• _Work instruction_: Output must match the data below exactly from its first line through the line that contains "every applied mutation.", with no other line.

• _Data supplied_:
/// A validated change to the store.
#[derive(Debug, Clone, PartialEq)]
pub(crate) enum Mutation {
    Insert { card: Card, index: Option<usize> },
    Patch { card_id: String, patch: CardPatch },
    Relocate {
        card_id: String,
        to_list_id: String,
        index: Option<usize>,
        patch: CardPatch,
    },
    Remove { card_id: String },
    Replace { old_id: String, card: Card },
}

/// In-memory board state.
pub struct BoardStore {
    lists: Vec<List>,
    cards: HashMap<String, Vec<Card>>,
    owner: HashMap<String, String>,
    changes: broadcast::Sender<StoreChange>,
}

impl BoardStore {
    /// Create an empty store whose notification channel holds `capacity` changes.
    pub fn new(capacity: usize) -> Self {
        let (changes, _rx) = broadcast::channel(capacity.max(1));
        Self {
            lists: Vec::new(),
            cards: HashMap::new(),
            owner: HashMap::new(),
            changes,
        }
    }

    /// Receive a [`StoreChange`] after every applied mutation.
    pub fn subscribe(&self) -> broadcast::Receiver<StoreChange> {
        self.changes.subscribe()
    }

    pub(crate) fn sender(&self) -> broadcast::Sender<StoreChange> {
        self.changes.clone()
    }

    /// Lists in board order.
    pub fn lists(&self) -> &[List] {
        &self.lists
    }

    pub fn has_list(&self, list_id: &str) -> bool {
        self.cards.contains_key(list_id)
    }

    /// Cards of a list in order. Unknown lists are empty.
    pub fn cards(&self, list_id: &str) -> &[Card] {
        self.cards.get(list_id).map(Vec::as_slice).unwrap_or(&[])
    }

    pub fn contains(&self, card_id: &str) -> bool {
        self.owner.contains_key(card_id)
    }

    pub fn card(&self, card_id: &str) -> Option<&Card> {
        let (list_id, index) = self.locate(card_id)?;
        self.cards.get(list_id)?.get(index)
    }

    /// Owning list and index of a card.
    pub fn locate(&self, card_id: &str) -> Option<(&str, usize)> {
        let list_id = self.owner.get(card_id)?;
        let index = self.cards.get(list_id)?.iter().position(|c| c.id == card_id)?;
        Some((list_id.as_str(), index))
    }

    pub fn card_count(&self) -> usize {
        self.owner.len()
    }

    pub fn list_snapshot(&self, list_id: &str) -> Option<ListSnapshot> {
        let cards = self.cards.get(list_id)?;
        let name = self
            .lists
            .iter()
            .find(|l| l.id == list_id)
            .map(|l| l.name.clone())
            .unwrap_or_default();
        Some(ListSnapshot {
            list_id: list_id.to_string(),
            name,
            cards: cards.clone(),
        })
    }

    /// Every list with its cards, in board order.
    pub fn snapshot(&self) -> Vec<ListSnapshot> {
        self.lists
            .iter()
            .filter_map(|l| self.list_snapshot(&l.id))
            .collect()
    }

    /// Replace the whole board with the result of a full fetch.
    ///
    /// Closed lists and cards are left out, as are cards for which `skip`
    /// returns true and cards whose list is not among `lists`.
    pub fn load(&mut self, lists: Vec<List>, cards: Vec<Card>, skip: impl Fn(&str) -> bool) -> StoreChange {
        let mut lists: Vec<List> = lists.into_iter().filter(|l| !l.closed).collect();
        lists.sort_by(|a, b| a.pos.partial_cmp(&b.pos).unwrap_or(Ordering::Equal));

        let mut by_list: HashMap<String, Vec<Card>> =
            lists.iter().map(|l| (l.id.clone(), Vec::new())).collect();
        let mut owner = HashMap::new();
        let mut skipped = 0usize;

        for card in cards {
            if card.closed || skip(card.id.as_str()) || owner.contains_key(&card.id) {
                skipped += 1;
                continue;
            }
            let Some(seq) = by_list.get_mut(&card.id_list) else {
                skipped += 1;
                continue;
            };
            owner.insert(card.id.clone(), card.id_list.clone());
            seq.push(card);
        }
        for seq in by_list.values_mut() {
            seq.sort_by(|a, b| match (a.pos, b.pos) {
                (Some(x), Some(y)) => x.partial_cmp(&y).unwrap_or(Ordering::Equal),
                (Some(_), None) => Ordering::Less,
                (None, Some(_)) => Ordering::Greater,
                (None, None) => Ordering::Equal,
            });
        }

        self.lists = lists;
        self.cards = by_list;
        self.owner = owner;
        debug!(
            lists = self.lists.len(),
            cards = self.owner.len(),
            skipped,
            "Board store loaded"
        );

        let change = StoreChange {
            lists: self.snapshot(),
        };
        let _ = self.changes.send(change.clone());
        change
    }

    /// Apply a mutation. `Ok(None)` means it was valid but changed nothing.
    pub(crate) fn apply(&mut self, mutation: Mutation) -> SyncResult<Option<StoreChange>> {
        let touched = match mutation {
            Mutation::Insert { card, index } => self.insert(card, index)?,
            Mutation::Patch { card_id, patch } => self.patch(&card_id, &patch)?,
            Mutation::Relocate {
                card_id,
                to_list_id,
                index,
                patch,
            } => self.relocate(&card_id, &to_list_id, index, &patch)?,
            Mutation::Remove { card_id } => self.remove(&card_id).map(|(list_id, _)| vec![list_id]),
            Mutation::Replace { old_id, card } => self.replace(&old_id, card)?,
        };

        let Some(list_ids) = touched else {
            return Ok(None);
        };
        let change = StoreChange {
            lists: list_ids
                .iter()
                .filter_map(|id| self.list_snapshot(id))
                .collect(),
        };
        let _ = self.changes.send(change.clone());
        Ok(Some(change))
    }

    fn insert(&mut self, mut card: Card, index: Option<usize>) -> SyncResult<Option<Vec<String>>> {
        if self.owner.contains_key(&card.id) {
            return Ok(None);
        }
        let list_id = card.id_list.clone();
        let seq = self
            .cards
            .get_mut(&list_id)
            .ok_or_else(|| SyncError::stale_list(&list_id))?;
        let at = clamp(index, seq.len());
        card.closed = false;
        self.owner.insert(card.id.clone(), list_id.clone());
        seq.insert(at, card);
        Ok(Some(vec![list_id]))
    }

    fn patch(&mut self, card_id: &str, patch: &CardPatch) -> SyncResult<Option<Vec<String>>> {
        let (list_id, index) = self
            .locate(card_id)
            .map(|(l, i)| (l.to_string(), i))
            .ok_or_else(|| SyncError::stale_card(card_id))?;
        let changed = self
            .cards
            .get_mut(&list_id)
            .and_then(|seq| seq.get_mut(index))
            .map(|card| card.merge(patch))
            .unwrap_or(false);
        Ok(changed.then(|| vec![list_id]))
    }

    fn relocate(
        &mut self,
        card_id: &str,
        to_list_id: &str,
        index: Option<usize>,
        patch: &CardPatch,
    ) -> SyncResult<Option<Vec<String>>> {
        if !self.has_list(to_list_id) {
            return Err(SyncError::stale_list(to_list_id));
        }
        let (from_list_id, from_index) = self
            .locate(card_id)
            .map(|(l, i)| (l.to_string(), i))
            .ok_or_else(|| SyncError::stale_card(card_id))?;

        let target_len = self.cards(to_list_id).len() - usize::from(from_list_id == to_list_id);
        let at = clamp(index, target_len);
        let text_changed = self
            .card(card_id)
            .map(|c| c.clone().merge(patch))
            .unwrap_or(false);
        if from_list_id == to_list_id && from_index == at && !text_changed {
            return Ok(None);
        }

        let Some((_, mut card)) = self.remove(card_id) else {
            return Err(SyncError::stale_card(card_id));
        };
        card.merge(patch);
        card.id_list = to_list_id.to_string();
        self.owner.insert(card.id.clone(), to_list_id.to_string());
        if let Some(seq) = self.cards.get_mut(to_list_id) {
            seq.insert(at, card);
        }

        let mut touched = vec![from_list_id];
        if touched[0] != to_list_id {
            touched.push(to_list_id.to_string());
        }
        Ok(Some(touched))
    }

    fn remove(&mut self, card_id: &str) -> Option<(String, Card)> {
        let (list_id, index) = self.locate(card_id).map(|(l, i)| (l.to_string(), i))?;
        let card = self.cards.get_mut(&list_id)?.remove(index);
        self.owner.remove(card_id);
        Some((list_id, card))
    }

    fn replace(&mut self, old_id: &str, mut card: Card) -> SyncResult<Option<Vec<String>>> {
        let (list_id, index) = self
            .locate(old_id)
            .map(|(l, i)| (l.to_string(), i))
            .ok_or_else(|| SyncError::stale_card(old_id))?;

        if self.owner.contains_key(&card.id) {
            // The confirmed card is already on the board; drop the placeholder.
            self.remove(old_id);
            return Ok(Some(vec![list_id]));
        }

        card.closed = false;
        if card.id_list != list_id && self.has_list(&card.id_list) {
            self.remove(old_id);
            return self
                .insert(card, None)
                .map(|touched| touched.map(|mut t| {
                    t.insert(0, list_id);
                    t
                }));
        }

        card.id_list = list_id.clone();
        self.owner.remove(old_id);
        self.owner.insert(card.id.clone(), list_id.clone());
        if let Some(slot) = self.cards.get_mut(&list_id).and_then(|seq| seq.get_mut(index)) {
            *slot = card;
        }
        Ok(Some(vec![list_id]))
    }

    /// Check the structural invariants: every card id appears in exactly one
    /// list sequence and the owner index agrees with the sequences.
    pub fn is_consistent(&self) -> bool {
        let mut seen = HashSet::new();
        for (list_id, seq) in &self.cards {
            for card in seq {
                if !seen.insert(card.id.as_str()) {
                    return false;
                }
                if self.owner.get(&card.id) != Some(list_id) || &card.id_list != list_id {
                    return false;
                }
            }
        }
        seen.len() == self.owner.len()
    }
}
//! Upstream webhook receiver.

use axum::{extract::State, Json};
use tracing::{debug, warn};

use crate::state::{AppState, ServerMessage};

/// Answer the upstream service's verification probe.
pub async fn verify() -> &'static str {
    "Webhook OK"
}

/// Accept an action delivery, relay it to viewers and feed the hosted session.
pub async fn receive(State(state): State<AppState>, Json(event): Json<serde_json::Value>) -> &'static str {
    let action_type = event
        .pointer("/action/type")
        .and_then(|t| t.as_str())
        .unwrap_or("unknown");
    debug!(action_type, "Received webhook delivery");

    if let Some(sync) = &state.sync {
        if let Err(e) = sync.ingest_webhook(event.clone()).await {
            warn!(error = %e, "Hosted session did not take webhook event");
        }
    }
    state.broadcast(ServerMessage::TrelloEvent(event));
    "OK"
}
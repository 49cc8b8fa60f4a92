//! CLI command definitions and handlers.

use anyhow::{Context, Result};
use clap::{Args, Parser, Subcommand};
use std::time::Duration;

use boardsync_upstream::config::{API_URL_VAR, DEFAULT_API_URL, DEFAULT_TIMEOUT_SECS, KEY_VAR, TOKEN_VAR};
use boardsync_upstream::{TrelloClient, UpstreamConfig};

pub mod board;
pub mod serve;

/// Boardsync - real-time Trello board server
#[derive(Parser)]
#[command(name = "boardsync")]
#[command(author, version, about, long_about = None)]
#[command(propagate_version = true)]
pub struct Cli {
    #[command(flatten)]
    pub upstream: UpstreamArgs,

    #[command(subcommand)]
    pub command: Commands,
}

/// Credentials and endpoint of the upstream API.
#[derive(Args)]
pub struct UpstreamArgs {
    /// Trello API key
    #[arg(long, env = KEY_VAR, global = true, hide_env_values = true)]
    pub trello_key: Option<String>,

    /// Trello API token
    #[arg(long, env = TOKEN_VAR, global = true, hide_env_values = true)]
    pub trello_token: Option<String>,

    /// Trello API root
    #[arg(long, env = API_URL_VAR, global = true, default_value = DEFAULT_API_URL)]
    pub api_url: String,

    /// Per-request timeout in seconds
    #[arg(long, global = true, default_value_t = DEFAULT_TIMEOUT_SECS)]
    pub timeout_secs: u64,
}

impl UpstreamArgs {
    pub fn config(&self) -> Result<UpstreamConfig> {
        let key = self
            .trello_key
            .clone()
            .filter(|k| !k.is_empty())
            .with_context(|| format!("Missing Trello key: pass --trello-key or set {KEY_VAR}"))?;
        let token = self
            .trello_token
            .clone()
            .filter(|t| !t.is_empty())
            .with_context(|| format!("Missing Trello token: pass --trello-token or set {TOKEN_VAR}"))?;
        Ok(UpstreamConfig::new(key, token)
            .with_base_url(self.api_url.as_str())
            .with_timeout(Duration::from_secs(self.timeout_secs)))
    }

    pub fn client(&self) -> Result<TrelloClient> {
        Ok(TrelloClient::new(&self.config()?))
    }
}

#[derive(Subcommand)]
pub enum Commands {
    /// Start the web server
    Serve(serve::ServeArgs),

    /// Inspect and create boards directly on Trello
    #[command(subcommand)]
    Board(board::BoardCommands),
}

impl Cli {
    pub async fn execute(self) -> Result<()> {
        match self.command {
            Commands::Serve(args) => serve::execute(args, &self.upstream).await,
            Commands::Board(cmd) => board::execute(cmd, &self.upstream).await,
        }
    }
}
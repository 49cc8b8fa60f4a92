//! # Boardsync Upstream
//!
//! HTTP client for the Trello REST API.
//!
//! Implements the core crate's `MutationApi` port so the reconciliation
//! engine, the web proxy and the CLI all talk to the same client.

pub mod config;
pub mod trello;

pub use config::{ConfigError, UpstreamConfig};
pub use trello::TrelloClient;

• _Answer area_:
/// A validated change to the store.
#[derive(Debug, Clone, PartialEq)]
pub(crate) enum Mutation {
    Insert { card: Card, index: Option<usize> },
    Patch { card_id: String, patch: CardPatch },
    Relocate {
        card_id: String,
        to_list_id: String,
        index: Option<usize>,
        patch: CardPatch,
    },
    Remove { card_id: String },
    Replace { old_id: String, card: Card },
}

/// In-memory board state.
pub struct BoardStore {
    lists: Vec<List>,
    cards: HashMap<String, Vec<Card>>,
    owner: HashMap<String, String>,
    changes: broadcast::Sender<StoreChange>,
}

impl BoardStore {
    /// Create an empty store whose notification channel holds `capacity` changes.
    pub fn new(capacity: usize) -> Self {
        let (changes, _rx) = broadcast::channel(capacity.max(1));
        Self {
            lists: Vec::new(),
            cards: HashMap::new(),
            owner: HashMap::new(),
            changes,
        }
    }

    /// Receive a [`StoreChange`] after every applied mutation.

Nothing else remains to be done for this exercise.